Simultaneous targeted immobilization of anti-human IgG-coated nanotubes and anti-mouse IgG-coated nanotubes on the complementary antigen-patterned surfaces via biological molecular recognition.

Introduction of self-assembly in nanometer-sized building blocks is expected to accomplish bottom-up fabrications in a more reproducible, efficient, and economic manner; however, it is necessary to selectively place multiple types of nano-building blocks (e.g., metal nanotubes and semiconductor nanotubes) at specific locations on surfaces with high precision and reproducibility for more complex nanometer-scale device assemblies. Biological molecular recognition such as antibody-antigen bindings may be suitable to use in the building-block assembly since nature always assembles materials with complex functions and structures at room temperature reproducibly. Our approach is to immobilize antibody-coated nanotubes at specific complementary binding positions patterned on surfaces.

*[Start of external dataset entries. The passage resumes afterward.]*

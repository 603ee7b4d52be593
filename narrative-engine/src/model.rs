//! Core data model: learners, nuggets, narrative graph, sessions, messages.

use chrono::{DateTime, Utc};
use serde::{Deserialize, Serialize};
use std::collections::{BTreeMap, BTreeSet};

use tutor_agent::ToolCall;

use crate::tools::ToolInvocation;

/// Score at or above which a concept counts as mastered.
pub const MASTERY_THRESHOLD: f64 = 70.0;
/// Score below which a concept (re)enters the gap set during per-event updates.
pub const GAP_THRESHOLD: f64 = 30.0;
/// Score below which periodic recomputation flags a gap.
pub const RECOMPUTE_GAP_THRESHOLD: f64 = 50.0;
/// Lowest and highest storable scores.
pub const MIN_SCORE: f64 = 0.0;
pub const MAX_SCORE: f64 = 100.0;

/// Clamp a score into `[0, 100]`; non-finite input becomes 0.
pub fn clamp_score(score: f64) -> f64 {
    if score.is_finite() {
        score.clamp(MIN_SCORE, MAX_SCORE)
    } else {
        MIN_SCORE
    }
}

/// A learner and their mastery state.
#[derive(Debug, Clone, PartialEq, Serialize, Deserialize)]
#[serde(rename_all = "camelCase")]
pub struct Learner {
    pub id: String,
    pub tenant_id: String,
    /// Concept name to score in `[0, 100]`
    #[serde(default)]
    pub mastery: BTreeMap<String, f64>,
    /// Concepts flagged as knowledge gaps
    #[serde(default)]
    pub gaps: BTreeSet<String>,
    pub created_at: DateTime<Utc>,
}

impl Learner {
    pub fn new(tenant_id: impl Into<String>, id: impl Into<String>) -> Self {
        Self {
            id: id.into(),
            tenant_id: tenant_id.into(),
            mastery: BTreeMap::new(),
            gaps: BTreeSet::new(),
            created_at: Utc::now(),
        }
    }

    /// Concepts scored at or above the mastery threshold.
    pub fn mastered_concepts(&self) -> BTreeSet<&str> {
        self.mastery
            .iter()
            .filter(|(_, score)| **score >= MASTERY_THRESHOLD)
            .map(|(concept, _)| concept.as_str())
            .collect()
    }
}

/// Processing status of a nugget.
#[derive(Debug, Clone, Copy, PartialEq, Eq, Serialize, Deserialize)]
#[serde(rename_all = "snake_case")]
pub enum NuggetStatus {
    Pending,
    Processing,
    Ready,
    Failed,
}

/// A unit of learning content.
#[derive(Debug, Clone, PartialEq, Serialize, Deserialize)]
#[serde(rename_all = "camelCase")]
pub struct Nugget {
    pub id: String,
    pub tenant_id: String,
    pub title: String,
    pub content: String,
    pub status: NuggetStatus,
    #[serde(default, skip_serializing_if = "Option::is_none")]
    pub image_url: Option<String>,
    #[serde(default, skip_serializing_if = "Option::is_none")]
    pub audio_url: Option<String>,
    #[serde(default)]
    pub tags: Vec<String>,
}

impl Nugget {
    pub fn is_ready(&self) -> bool {
        self.status == NuggetStatus::Ready
    }
}

/// A labeled edge between narrative nodes.
#[derive(Debug, Clone, PartialEq, Serialize, Deserialize)]
#[serde(rename_all = "camelCase")]
pub struct Choice {
    pub id: String,
    pub text: String,
    pub target_node_id: String,
    #[serde(default)]
    pub reveals_gap: BTreeSet<String>,
    #[serde(default)]
    pub confirms_mastery: BTreeSet<String>,
}

/// A vertex of the narrative graph, wrapping one nugget.
#[derive(Debug, Clone, PartialEq, Serialize, Deserialize)]
#[serde(rename_all = "camelCase")]
pub struct NarrativeNode {
    pub id: String,
    pub tenant_id: String,
    pub nugget_id: String,
    /// Concepts that should be mastered before visiting
    #[serde(default)]
    pub prerequisites: Vec<String>,
    /// Gap tags this node addresses
    #[serde(default)]
    pub adapts_to: Vec<String>,
    #[serde(default)]
    pub choices: Vec<Choice>,
}

impl NarrativeNode {
    /// Look up an outgoing choice.
    pub fn choice(&self, choice_id: &str) -> Option<&Choice> {
        self.choices.iter().find(|c| c.id == choice_id)
    }

    /// Whether the learner meets every prerequisite (vacuously true when there are none).
    pub fn is_unlocked_for(&self, learner: &Learner) -> bool {
        let mastered = learner.mastered_concepts();
        self.prerequisites
            .iter()
            .all(|p| mastered.contains(p.as_str()))
    }
}

/// How content is delivered in a session.
#[derive(Debug, Clone, Copy, PartialEq, Eq, Default, Serialize, Deserialize)]
#[serde(rename_all = "lowercase")]
pub enum DeliveryMode {
    #[default]
    Text,
    Voice,
}

/// A learner's traversal through the narrative graph.
#[derive(Debug, Clone, PartialEq, Serialize, Deserialize)]
#[serde(rename_all = "camelCase")]
pub struct Session {
    pub id: String,
    pub tenant_id: String,
    pub learner_id: String,
    pub current_node_id: Option<String>,
    /// Append-only, oldest first
    pub path_history: Vec<String>,
    pub mode: DeliveryMode,
    pub started_at: DateTime<Utc>,
    pub last_activity_at: DateTime<Utc>,
    pub completed_at: Option<DateTime<Utc>>,
}

impl Session {
    pub fn new(
        tenant_id: impl Into<String>,
        learner_id: impl Into<String>,
        mode: DeliveryMode,
    ) -> Self {
        let now = Utc::now();
        Self {
            id: format!("sess_{}", uuid::Uuid::new_v4().simple()),
            tenant_id: tenant_id.into(),
            learner_id: learner_id.into(),
            current_node_id: None,
            path_history: Vec::new(),
            mode,
            started_at: now,
            last_activity_at: now,
            completed_at: None,
        }
    }

    pub fn is_completed(&self) -> bool {
        self.completed_at.is_some()
    }
}

/// Author of a session message.
#[derive(Debug, Clone, Copy, PartialEq, Eq, Serialize, Deserialize)]
#[serde(rename_all = "lowercase")]
pub enum ChatRole {
    User,
    Assistant,
}

/// One entry of a session's append-only message log.
#[derive(Debug, Clone, PartialEq, Serialize, Deserialize)]
#[serde(rename_all = "camelCase")]
pub struct SessionMessage {
    pub id: String,
    pub session_id: String,
    pub role: ChatRole,
    pub content: String,
    #[serde(default, skip_serializing_if = "Vec::is_empty")]
    pub tool_calls: Vec<ToolCall>,
    #[serde(default, skip_serializing_if = "Vec::is_empty")]
    pub tool_results: Vec<ToolInvocation>,
    pub created_at: DateTime<Utc>,
    /// Store-assigned tiebreaker for messages created in the same instant
    #[serde(default)]
    pub sequence: u64,
}

impl SessionMessage {
    pub fn new(session_id: impl Into<String>, role: ChatRole, content: impl Into<String>) -> Self {
        Self {
            id: format!("msg_{}", uuid::Uuid::new_v4().simple()),
            session_id: session_id.into(),
            role,
            content: content.into(),
            tool_calls: Vec::new(),
            tool_results: Vec::new(),
            created_at: Utc::now(),
            sequence: 0,
        }
    }

    pub fn with_tool_round(mut self, calls: Vec<ToolCall>, results: Vec<ToolInvocation>) -> Self {
        self.tool_calls = calls;
        self.tool_results = results;
        self
    }
}

/// Durable log entry for one node visit.
#[derive(Debug, Clone, PartialEq, Serialize, Deserialize)]
#[serde(rename_all = "camelCase")]
pub struct TraversalRecord {
    pub session_id: String,
    pub node_id: String,
    pub choice_id: Option<String>,
    pub visited_at: DateTime<Utc>,
}

/// Audit entry for one mastery update.
#[derive(Debug, Clone, PartialEq, Serialize, Deserialize)]
#[serde(rename_all = "camelCase")]
pub struct MasteryEvent {
    pub learner_id: String,
    pub concept: String,
    pub previous: f64,
    pub score: f64,
    pub delta: f64,
    pub evidence: String,
    pub recorded_at: DateTime<Utc>,
}

/// Read-only view of a session for transports.
#[derive(Debug, Clone, PartialEq, Serialize, Deserialize)]
#[serde(rename_all = "camelCase")]
pub struct SessionSnapshot {
    pub session_id: String,
    pub learner_id: String,
    pub current_node: Option<NarrativeNode>,
    pub path_history: Vec<String>,
    pub mode: DeliveryMode,
    pub started_at: DateTime<Utc>,
    pub last_activity_at: DateTime<Utc>,
    pub completed_at: Option<DateTime<Utc>>,
}

impl SessionSnapshot {
    pub fn new(session: Session, current_node: Option<NarrativeNode>) -> Self {
        Self {
            session_id: session.id,
            learner_id: session.learner_id,
            current_node,
            path_history: session.path_history,
            mode: session.mode,
            started_at: session.started_at,
            last_activity_at: session.last_activity_at,
            completed_at: session.completed_at,
        }
    }
}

To demonstrate this hypothesis, two types of nanotubes coated with different antibodies were anchored selectively onto their complementary antigen areas, patterned by tips of atomic force microscope (AFM). Because those nanotubes can be coated by various metals and semiconductors with controlled morphologies, this outcome opens the possibility to accomplish the proposed unconventional device fabrication methodology that antibody nanotubes coated with different types of metals/semiconductors can be self-assembled on antigen-patterned surfaces via biological molecular recognition.